:: TASK BRIEF ::
Write out the records again, exactly. Nothing may be dropped.

Stored data entries:
---*---
use chrono::{DateTime, Utc};
use serde::{Deserialize, Serialize};

use crate::domain::RegistrationRecord;

/// Body returned by the remote record endpoint.
///
/// `content` is the base64 encoding of a JSON array of records. Line breaks
/// inside the base64 payload are allowed.
#[derive(Debug, Clone, Serialize, Deserialize)]
pub struct RemoteRecordsDocument {
    pub content: String,
    #[serde(default, skip_serializing_if = "Option::is_none")]
    pub encoding: Option<String>,
    #[serde(default, skip_serializing_if = "Option::is_none")]
    pub sha: Option<String>,
}

#[derive(Debug, Clone, Copy, PartialEq, Eq, Serialize, Deserialize)]
#[serde(rename_all = "snake_case")]
pub enum RecordSource {
    Local,
    LocalAndRemote,
}

#[derive(Debug, Clone, Serialize, Deserialize)]
pub struct BackupMetadata {
    pub created_at: DateTime<Utc>,
    pub record_count: usize,
    pub source: RecordSource,
}

/// JSON backup written next to the spreadsheet export.
#[derive(Debug, Clone, Serialize, Deserialize)]
pub struct BackupDocument {
    pub metadata: BackupMetadata,
    pub registrations: Vec<RegistrationRecord>,
}

impl BackupDocument {
    pub fn new(
        created_at: DateTime<Utc>,
        source: RecordSource,
        registrations: Vec<RegistrationRecord>,
    ) -> Self {
        Self {
            metadata: BackupMetadata {
                created_at,
                record_count: registrations.len(),
                source,
            },
            registrations,
        }
    }
}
---*---
:: PROBLEM SOLUTION ::
use chrono::{DateTime, Utc};
use serde::{Deserialize, Serialize};

use crate::domain::RegistrationRecord;

/// Body returned by the remote record endpoint.
///
/// `content` is the base64 encoding of a JSON array of records. Line breaks
/// inside the base64 payload are allowed.
#[derive(Debug, Clone, Serialize, Deserialize)]
pub struct RemoteRecordsDocument {
    pub content: String,
    #[serde(default, skip_serializing_if = "Option::is_none")]
    pub encoding: Option<String>,
    #[serde(default, skip_serializing_if = "Option::is_none")]
    pub sha: Option<String>,
}

#[derive(Debug, Clone, Copy, PartialEq, Eq, Serialize, Deserialize)]
#[serde(rename_all = "snake_case")]
pub enum RecordSource {
    Local,
    LocalAndRemote,
}

#[derive(Debug, Clone, Serialize, Deserialize)]
pub struct BackupMetadata {
    pub created_at: DateTime<Utc>,
    pub record_count: usize,
    pub source: RecordSource,
}

/// JSON backup written next to the spreadsheet export.
#[derive(Debug, Clone, Serialize, Deserialize)]
pub struct BackupDocument {
    pub metadata: BackupMetadata,
    pub registrations: Vec<RegistrationRecord>,
}

impl BackupDocument {
    pub fn new(
        created_at: DateTime<Utc>,
        source: RecordSource,
        registrations: Vec<RegistrationRecord>,
    ) -> Self {
        Self {
            metadata: BackupMetadata {
                created_at,
                record_count: registrations.len(),
                source,
            },
            registrations,
        }
    }
}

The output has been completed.